Água na agricultura e bioeconomia

Por Regina Célia de Matos Pires¹, José Rodrigues Magalhães Filho, André Luiz Barros de Oliveira Silva, Augusto Yukitaka Pessinatti Ohashi e Glaucia Cristina Pavão

1 – rcmpires@iac.sp.gov.br Centro de Pesquisa e Desenvolvimento de Ecofisiologia e Biofísica, IAC

I) A Água na Agricultura

A água doce é um recurso natural finito no globo terrestre e seu uso irracional tem aumentado o risco de escassez hídrica para uso humano, industrial e agrícola (ANA, 2013; Rosegrant et al., 2013; FAO, 2015). No início da década passada, cerca de 70% de toda água utilizada pela atividade humana eram destinadas à irrigação, e a área irrigada correspondia a 18% do total cultivado no mundo, com produção representando 42% do total proveniente da agricultura (FAO, 2015). A maior parte da área de cultivo agrícola ocorre em condições de sequeiro, o que torna a produção agrícola vulnerável à escassez.

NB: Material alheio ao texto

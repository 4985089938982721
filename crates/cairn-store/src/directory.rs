//! Version directory: the per-schema catalog of schema and data versions.
//!
//! All operations here are read-only and observe a consistent snapshot of
//! the directory tables. Version numbers are allocated by the writers in
//! `schema` and `engine` against [`Session::max_schema_version`] and
//! [`Session::max_data_version`], which ignore release scoping so new
//! numbers never collide with any release's view.

use chrono::{DateTime, Utc};
use rusqlite::{params, OptionalExtension};
use serde::{Deserialize, Serialize};

use cairn_core::error::{CairnError, CairnResult};

use crate::session::Session;

/// Directory entry for one schema version.
#[derive(Debug, Clone, Serialize, Deserialize)]
pub struct SchemaVersionRecord {
    pub schema: String,
    pub version: i64,
    pub description: String,
    /// Release label the version was created under; `None` means unscoped.
    #[serde(skip_serializing_if = "Option::is_none")]
    pub release: Option<String>,
    pub created_by: String,
    pub created_at: DateTime<Utc>,
}

/// Directory entry for one data version.
#[derive(Debug, Clone, Serialize, Deserialize)]
pub struct DataVersionRecord {
    pub schema: String,
    pub version: i64,
    /// Schema version the data was written against.
    pub schema_version: i64,
    pub description: String,
    /// Base version this version's rows overlay; `None` means full.
    #[serde(skip_serializing_if = "Option::is_none")]
    pub base_version: Option<i64>,
    pub created_by: String,
    pub created_at: DateTime<Utc>,
    /// Own stored row counts, per row kind.
    pub object_rows: i64,
    pub relation_rows: i64,
    pub value_rows: i64,
}

impl DataVersionRecord {
    /// Whether this version's row set is self-contained.
    pub fn is_full(&self) -> bool {
        self.base_version.is_none()
    }
}

pub(crate) fn parse_timestamp(raw: &str) -> CairnResult<DateTime<Utc>> {
    DateTime::parse_from_rfc3339(raw)
        .map(|dt| dt.with_timezone(&Utc))
        .map_err(|e| CairnError::corrupt(format!("bad timestamp '{raw}': {e}")))
}

fn row_to_schema_record(row: &rusqlite::Row<'_>) -> CairnResult<SchemaVersionRecord> {
    let created_at: String = row.get(5)?;
    Ok(SchemaVersionRecord {
        schema: row.get(0)?,
        version: row.get(1)?,
        description: row.get(2)?,
        release: row.get(3)?,
        created_by: row.get(4)?,
        created_at: parse_timestamp(&created_at)?,
    })
}

fn row_to_data_record(row: &rusqlite::Row<'_>) -> CairnResult<DataVersionRecord> {
    let created_at: String = row.get(6)?;
    Ok(DataVersionRecord {
        schema: row.get(0)?,
        version: row.get(1)?,
        schema_version: row.get(2)?,
        description: row.get(3)?,
        base_version: row.get(4)?,
        created_by: row.get(5)?,
        created_at: parse_timestamp(&created_at)?,
        object_rows: row.get(7)?,
        relation_rows: row.get(8)?,
        value_rows: row.get(9)?,
    })
}

impl Session {
    /// Maximum schema version visible to `release` (explicit release, else
    /// the configured release, else unfiltered). Fails with `NotFound` when
    /// no version is visible.
    pub fn head_schema_version(
        &self,
        schema: &str,
        release: Option<&str>,
    ) -> CairnResult<i64> {
        let release = release.or(self.config().release.as_deref());
        let conn = self.lock();
        let max: Option<i64> = conn.query_row(
            "SELECT MAX(version) FROM schema_versions
             WHERE schema = ?1 AND (?2 IS NULL OR release = ?2)",
            params![schema, release],
            |row| row.get(0),
        )?;
        max.ok_or_else(|| CairnError::no_versions(schema))
    }

    /// Unscoped maximum schema version, used to allocate the next number.
    /// Returns 0 when the schema has no versions yet.
    pub fn max_schema_version(&self, schema: &str) -> CairnResult<i64> {
        let conn = self.lock();
        let max: Option<i64> = conn.query_row(
            "SELECT MAX(version) FROM schema_versions WHERE schema = ?1",
            params![schema],
            |row| row.get(0),
        )?;
        Ok(max.unwrap_or(0))
    }

    /// All schema versions visible to `release`, in descending order.
    pub fn list_schema_versions(
        &self,
        schema: &str,
        release: Option<&str>,
    ) -> CairnResult<Vec<i64>> {
        let release = release.or(self.config().release.as_deref());
        let conn = self.lock();
        let mut stmt = conn.prepare(
            "SELECT version FROM schema_versions
             WHERE schema = ?1 AND (?2 IS NULL OR release = ?2)
             ORDER BY version DESC",
        )?;
        let versions = stmt
            .query_map(params![schema, release], |row| row.get(0))?
            .collect::<Result<Vec<i64>, _>>()?;
        Ok(versions)
    }

    /// Resolve a tag to its `(schema_version, data_version)` pair. An empty
    /// tag bypasses the lookup and returns the head schema version paired
    /// with the head data version under it.
    pub fn resolve_tag(&self, schema: &str, tag: &str) -> CairnResult<(i64, i64)> {
        if tag.is_empty() {
            let schema_version = self.head_schema_version(schema, None)?;
            let data_version = self
                .head_data_version(schema, schema_version)?
                .ok_or_else(|| CairnError::no_versions(schema))?;
            return Ok((schema_version, data_version));
        }
        let conn = self.lock();
        conn.query_row(
            "SELECT schema_version, data_version FROM tags
             WHERE schema = ?1 AND tag = ?2",
            params![schema, tag],
            |row| Ok((row.get(0)?, row.get(1)?)),
        )
        .optional()?
        .ok_or_else(|| CairnError::unknown_tag(schema, tag))
    }

    /// Unscoped maximum data version, used to allocate the next number.
    /// Returns 0 when the schema has no data versions yet.
    pub fn max_data_version(&self, schema: &str) -> CairnResult<i64> {
        let conn = self.lock();
        let max: Option<i64> = conn.query_row(
            "SELECT MAX(version) FROM data_versions WHERE schema = ?1",
            params![schema],
            |row| row.get(0),
        )?;
        Ok(max.unwrap_or(0))
    }

    /// Maximum data version recorded against the given schema version, or
    /// `None` when that schema version has no data yet.
    pub fn head_data_version(
        &self,
        schema: &str,
        schema_version: i64,
    ) -> CairnResult<Option<i64>> {
        let conn = self.lock();
        let max: Option<i64> = conn.query_row(
            "SELECT MAX(version) FROM data_versions
             WHERE schema = ?1 AND schema_version = ?2",
            params![schema, schema_version],
            |row| row.get(0),
        )?;
        Ok(max)
    }

    /// Look up one schema version's directory entry.
    pub fn schema_version_record(
        &self,
        schema: &str,
        version: i64,
    ) -> CairnResult<Option<SchemaVersionRecord>> {
        let conn = self.lock();
        let mut stmt = conn.prepare(
            "SELECT schema, version, description, release, created_by, created_at
             FROM schema_versions
             WHERE schema = ?1 AND version = ?2",
        )?;
        stmt.query_row(params![schema, version], |row| Ok(row_to_schema_record(row)))
            .optional()?
            .transpose()
    }

    /// Look up one data version's directory entry.
    pub fn data_version_record(
        &self,
        schema: &str,
        version: i64,
    ) -> CairnResult<Option<DataVersionRecord>> {
        let conn = self.lock();
        let mut stmt = conn.prepare(
            "SELECT schema, version, schema_version, description, base_version,
                    created_by, created_at, object_rows, relation_rows, value_rows
             FROM data_versions
             WHERE schema = ?1 AND version = ?2",
        )?;
        stmt.query_row(params![schema, version], |row| Ok(row_to_data_record(row)))
            .optional()?
            .transpose()
    }

    /// All data versions of a schema, newest first.
    pub fn list_data_versions(&self, schema: &str) -> CairnResult<Vec<DataVersionRecord>> {
        let conn = self.lock();
        let mut stmt = conn.prepare(
            "SELECT schema, version, schema_version, description, base_version,
                    created_by, created_at, object_rows, relation_rows, value_rows
             FROM data_versions
             WHERE schema = ?1
             ORDER BY version DESC",
        )?;
        let results = stmt.query_map(params![schema], |row| Ok(row_to_data_record(row)))?;
        results
            .map(|r| r.map_err(|e| e.into()).and_then(|inner| inner))
            .collect()
    }
}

O aumento da população mundial para as próximas décadas exigirá maior disponibilidade de alimentos, que ocorrerá em função da disponibilidade dos recursos hídricos e aumento da produtividade (Sadras et al., 2015). Dessa forma, há necessidade de uso racional e eficiente nos diferentes setores da sociedade para evitar a escassez hídrica e garantir a produção de alimentos, energia e bens e a sustentabilidade social, ambiental e econômica.

II) A Agricultura no Contexto da Bioeconomia

A sustentabilidade inserida no sistema econômico tradicional denomina-se bioeconomia, a qual há décadas é realidade em países da União Europeia e nos Estados Unidos da América (Scarlat et al., 2015; UNEP, 2011). Sucintamente, bioeconomia se enquadra em conceito amplo de economia verde, caracterizada por sistema econômico em que os processos produtivos, industriais e de serviços ocorrem de forma menos impactante ao meio ambiente. Assim, preconiza a utilização de processos que envolvem baixa emissão de carbono, uso dos recursos naturais de forma eficiente e socialmente inclusivo, com objetivo de promover melhoria do bem-estar humano, igualdade social e redução de riscos ambientais e escassez ecológica (Scarlat et al., 2015; UNEP, 2011). De acordo com Rosegrant et al. (2013), o conceito de bioeconomia engloba o crescimento econômico impulsionado pelo desenvolvimento de recursos biológicos renováveis e tecnologias para produtos sustentáveis, geração de emprego e renda e melhoria da qualidade de vida.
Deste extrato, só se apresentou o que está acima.